Tuesday 2 October 2012

CIA ambush may be one more chapter in Beltrán Leyva’s history of vengeance



The left-leaning Mexican journal La Jornada , which is published out of Mexico’s National Autonomous University (UNAM), reported on September 28 that the August 24 ambush by Mexican federal police on a United States embassy vehicle may have been called out as a revenge attack by remnants the Beltrán Leyva cartel. That story has now been “broken” by an Associated Press (AP) “exclusive” on October 2nd.

If true, this  an unusual turn of events, given that, after years of suffering defeats at the hands of the Mexican government and rival cartels,  authorities had declared the Beltrán Leyva  cartel disbanded and, effectively, out of business. What isn’t odd, as we shall see, is that remnants of Beltrán Leyva might engage in extreme acts of vengeance.

A Mexican Navy captain called for help from within the U.S. embassy vehicle

To support its report, AP cited a Mexican official as saying that investigators are now looking at the Beltran Leyva Cartel as the source of the ambush.
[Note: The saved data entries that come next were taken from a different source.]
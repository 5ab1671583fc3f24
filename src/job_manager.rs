use super::*;

/// Owns the job table and the share validation pipeline. Templates come in
/// from the daemon poller, jobs go out to connections over a broadcast
/// channel, shares come back in from connections.
pub struct JobManager {
    policy: CoinPolicy,
    pool_address: String,
    pool_sig: String,
    recipients: Vec<FeeRecipient>,
    daemon: Arc<dyn Daemon>,
    verifier: Arc<dyn EquihashVerifier>,
    state: Mutex<JobTable>,
    extranonce_counter: Mutex<ExtranonceCounter>,
    job_events: broadcast::Sender<JobEvent>,
    share_events: broadcast::Sender<ShareEvent>,
}

#[derive(Default)]
struct JobTable {
    current: Option<Arc<BlockTemplate>>,
    valid: HashMap<JobId, Arc<BlockTemplate>>,
    counter: JobCounter,
}

impl JobManager {
    pub fn new(
        policy: CoinPolicy,
        settings: &PoolSettings,
        daemon: Arc<dyn Daemon>,
        verifier: Arc<dyn EquihashVerifier>,
    ) -> Result<Self> {
        policy.validate(&settings.recipients)?;
        gen_tx::address_hash160(&settings.pool_address)
            .context("pool address is not a valid base58check address")?;
        for recipient in &settings.recipients {
            gen_tx::address_hash160(&recipient.address)
                .context("recipient address is not a valid base58check address")?;
        }

        let instance_id = settings.instance_id.unwrap_or_else(rand::random);

        Ok(Self {
            policy,
            pool_address: settings.pool_address.clone(),
            pool_sig: settings.pool_sig.clone(),
            recipients: settings.recipients.clone(),
            daemon,
            verifier,
            state: Mutex::new(JobTable::default()),
            extranonce_counter: Mutex::new(ExtranonceCounter::new(instance_id)),
            job_events: broadcast::channel(JOB_CHANNEL_CAPACITY).0,
            share_events: broadcast::channel(SHARE_CHANNEL_CAPACITY).0,
        })
    }

    pub fn subscribe_jobs(&self) -> broadcast::Receiver<JobEvent> {
        self.job_events.subscribe()
    }

    pub fn subscribe_shares(&self) -> broadcast::Receiver<ShareEvent> {
        self.share_events.subscribe()
    }

    pub fn current_template(&self) -> Option<Arc<BlockTemplate>> {
        self.state.lock().current.clone()
    }

    pub fn next_extranonce(&self) -> Extranonce {
        self.extranonce_counter.lock().next()
    }

    /// Ingests a fresh template. Returns true when it started a new job
    /// generation, meaning miners were told to drop in-flight work.
    pub async fn process_template(&self, rpc_data: RpcBlockData) -> Result<bool> {
        {
            let state = self.state.lock();
            if let Some(current) = &state.current {
                let same_tip = current.rpc_data.previous_block_hash == rpc_data.previous_block_hash;
                // a lagging daemon must never roll the pool back
                if !same_tip && rpc_data.height < current.height() {
                    return Ok(false);
                }
                if same_tip {
                    return Ok(false);
                }
            }
        }

        let template = Arc::new(self.build_template(rpc_data).await?);

        let mut state = self.state.lock();
        state.valid.clear();
        state.valid.insert(template.job_id, template.clone());
        state.current = Some(template.clone());
        drop(state);

        self.job_events.send(JobEvent::New(template)).ok();

        Ok(true)
    }

    /// Replaces the current job with a refreshed template for the same tip,
    /// typically to pick up new transactions. Earlier jobs stay valid.
    pub async fn update_current_job(&self, rpc_data: RpcBlockData) -> Result {
        let template = Arc::new(self.build_template(rpc_data).await?);

        let mut state = self.state.lock();
        state.valid.insert(template.job_id, template.clone());
        state.current = Some(template.clone());
        drop(state);

        self.job_events.send(JobEvent::Refreshed(template)).ok();

        Ok(())
    }

    async fn build_template(&self, rpc_data: RpcBlockData) -> Result<BlockTemplate> {
        let job_id = JobId::from(self.state.lock().counter.next());

        let gen_tx = GenerationTxBuilder::new(&self.policy, &rpc_data, &self.pool_address)
            .with_pool_sig(&self.pool_sig)
            .with_recipients(&self.recipients)
            .build()?;

        let mut template = BlockTemplate::new(job_id, &self.policy, rpc_data, gen_tx)?;

        if self.policy.sidechain_aware {
            template.calculate_trees(self.daemon.as_ref()).await?;
        }

        Ok(template)
    }

    /// Validates one submitted share and emits a [`ShareEvent`] either way.
    pub fn process_share(
        &self,
        submission: &ShareSubmission,
    ) -> Result<ShareAccepted, StratumError> {
        let result = self.check_share(submission);

        let event = match &result {
            Ok(accepted) => ShareEvent {
                job_id: accepted.job_id,
                remote: submission.remote,
                port: submission.port,
                worker: submission.worker.clone(),
                difficulty: accepted.difficulty,
                height: Some(accepted.height),
                block_reward: Some(accepted.reward),
                share_diff: Some(accepted.share_diff),
                block_diff: Some(accepted.block_diff),
                block_diff_actual: Some(accepted.block_diff_actual),
                block_hash: accepted.block_hash.clone(),
                block_hex: accepted.block_hex.clone(),
                error: None,
            },
            Err(error) => ShareEvent {
                job_id: submission.job_id.parse().unwrap_or(JobId::from(0)),
                remote: submission.remote,
                port: submission.port,
                worker: submission.worker.clone(),
                difficulty: submission.difficulty,
                height: None,
                block_reward: None,
                share_diff: None,
                block_diff: None,
                block_diff_actual: None,
                block_hash: None,
                block_hex: None,
                error: Some(error.message.clone()),
            },
        };

        self.share_events.send(event).ok();

        result
    }

    fn check_share(&self, submission: &ShareSubmission) -> Result<ShareAccepted, StratumError> {
        let template = submission
            .job_id
            .parse::<JobId>()
            .ok()
            .and_then(|job_id| self.state.lock().valid.get(&job_id).cloned())
            .ok_or_else(StratumError::job_not_found)?;

        if submission.ntime.len() != 8 {
            return Err(StratumError::malformed("incorrect size of ntime"));
        }
        let ntime_bytes = <[u8; 4]>::from_hex(&submission.ntime)
            .map_err(|_| StratumError::malformed("invalid hex in ntime"))?;
        let ntime_value = u32::from_le_bytes(ntime_bytes);
        let now = unix_now();
        if u64::from(ntime_value) < u64::from(template.curtime())
            || u64::from(ntime_value) > now + MAX_NTIME_OFFSET
        {
            return Err(StratumError::malformed("ntime out of range"));
        }

        if submission.nonce.len() != 64 {
            return Err(StratumError::malformed("incorrect size of nonce"));
        }
        let nonce = submission
            .nonce
            .parse::<Nonce>()
            .map_err(|_| StratumError::malformed("invalid hex in nonce"))?;

        if submission.solution.len() != template.solution_hex_length() {
            return Err(StratumError::malformed("incorrect size of solution"));
        }
        let solution = hex::decode(&submission.solution)
            .map_err(|_| StratumError::malformed("invalid hex in solution"))?;

        hex::decode(&submission.extranonce2)
            .map_err(|_| StratumError::malformed("invalid hex in extranonce2"))?;

        let header = template.serialize_header(Ntime::from(ntime_value), &nonce);
        let header_hex = hex::encode(header);

        if !template.register_submit(&header_hex, &submission.solution) {
            return Err(StratumError::duplicate_share());
        }

        let (personalization, n, k) = template.equihash_params();
        let body = &solution[template.solution_prefix_hex() / 2..];
        if !self.verifier.verify(&header, body, personalization, n, k) {
            return Err(StratumError::malformed("invalid solution"));
        }

        let digest = template.header_digest(&header, &solution);
        let digest_value = U256::from_little_endian(&digest);
        let share_diff =
            u256_to_f64(&DIFF1) / u256_to_f64(&digest_value) * template.multiplier();

        let (block_hash, block_hex) = if digest_value <= template.target {
            let mut display = digest;
            display.reverse();
            let block = template.serialize_block(&header, &solution);
            (Some(hex::encode(display)), Some(hex::encode(block)))
        } else {
            (None, None)
        };

        let difficulty = match effective_difficulty(
            share_diff,
            submission.difficulty,
            submission.previous_difficulty,
        ) {
            Some(difficulty) => difficulty,
            // a block candidate is accepted no matter what the pool-side
            // difficulty says
            None if block_hash.is_some() => submission.difficulty,
            None => return Err(StratumError::low_difficulty(share_diff)),
        };

        Ok(ShareAccepted {
            job_id: template.job_id,
            height: template.height(),
            reward: template.reward,
            difficulty,
            share_diff,
            block_diff: template.difficulty * template.multiplier(),
            block_diff_actual: template.difficulty,
            block_hash,
            block_hex,
        })
    }
}

/// Raw submission as it came off the wire, plus session context.
#[derive(Debug, Clone)]
pub struct ShareSubmission {
    pub job_id: String,
    pub extranonce2: String,
    pub ntime: String,
    /// extranonce1 and extranonce2 concatenated into the 32-byte nonce.
    pub nonce: String,
    pub solution: String,
    pub worker: WorkerName,
    pub remote: IpAddr,
    pub port: u16,
    pub difficulty: f64,
    pub previous_difficulty: Option<f64>,
}

#[derive(Debug, Clone)]
pub struct ShareAccepted {
    pub job_id: JobId,
    pub height: u64,
    pub reward: u64,
    /// Difficulty the share is credited at, which is the previous session
    /// difficulty when the share raced a retarget.
    pub difficulty: f64,
    pub share_diff: f64,
    /// Network difficulty scaled by the algorithm multiplier, comparable
    /// against `share_diff`.
    pub block_diff: f64,
    /// Network difficulty as the daemon reports it.
    pub block_diff_actual: f64,
    pub block_hash: Option<String>,
    pub block_hex: Option<String>,
}

impl ShareAccepted {
    pub fn is_block(&self) -> bool {
        self.block_hash.is_some()
    }
}

/// Shares just under the current difficulty are kept if they clear 99% of
/// it, or clear the difficulty the session was on a moment ago.
pub(crate) fn effective_difficulty(
    share_diff: f64,
    difficulty: f64,
    previous_difficulty: Option<f64>,
) -> Option<f64> {
    if share_diff / difficulty >= VARDIFF_GRACE {
        return Some(difficulty);
    }

    match previous_difficulty {
        Some(previous) if share_diff >= previous => Some(previous),
        _ => None,
    }
}

/// Remembers the last block pushed upstream so a winning share that arrives
/// twice is only submitted to the daemon once.
#[derive(Default)]
pub struct SubmitGate {
    last: Mutex<Option<String>>,
}

impl SubmitGate {
    pub fn permit(&self, block_hex: &str) -> bool {
        let mut last = self.last.lock();
        if last.as_deref() == Some(block_hex) {
            return false;
        }
        *last = Some(block_hex.to_string());
        true
    }
}

/// Job ids start away from zero so they are never confused with request
/// ids, and wrap long before they could collide with a live job.
struct JobCounter {
    counter: u64,
}

impl Default for JobCounter {
    fn default() -> Self {
        Self { counter: 0xcccc }
    }
}

impl JobCounter {
    fn next(&mut self) -> u64 {
        self.counter += 1;
        if self.counter % 0xff_ffff_ffff == 0 {
            self.counter = 1;
        }
        self.counter
    }
}

/// Hands out four-byte extranonce1 values. Seeding the top bits with the
/// instance id keeps parallel pool processes out of each other's search
/// space.
pub(crate) struct ExtranonceCounter {
    counter: u32,
}

impl ExtranonceCounter {
    fn new(instance_id: u32) -> Self {
        Self {
            counter: instance_id.wrapping_shl(27),
        }
    }

    fn next(&mut self) -> Extranonce {
        self.counter = self.counter.wrapping_add(1);
        Extranonce::from_bytes(self.counter.to_be_bytes().to_vec())
    }
}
A senior U.S. official also pointed to “strong circumstantial evidence” that the police, who wounded two CIA agents in the attack, were working for organized crime. The CIA agents have since returned to the United States.

For its part, La Jornada said that the attackers may not have been police officers at all, though it acknowledges that their specific purpose was to execute the two CIA agents. From the beginning the U.S. embassy has called the attack an ambush, though it did not speculate on motive.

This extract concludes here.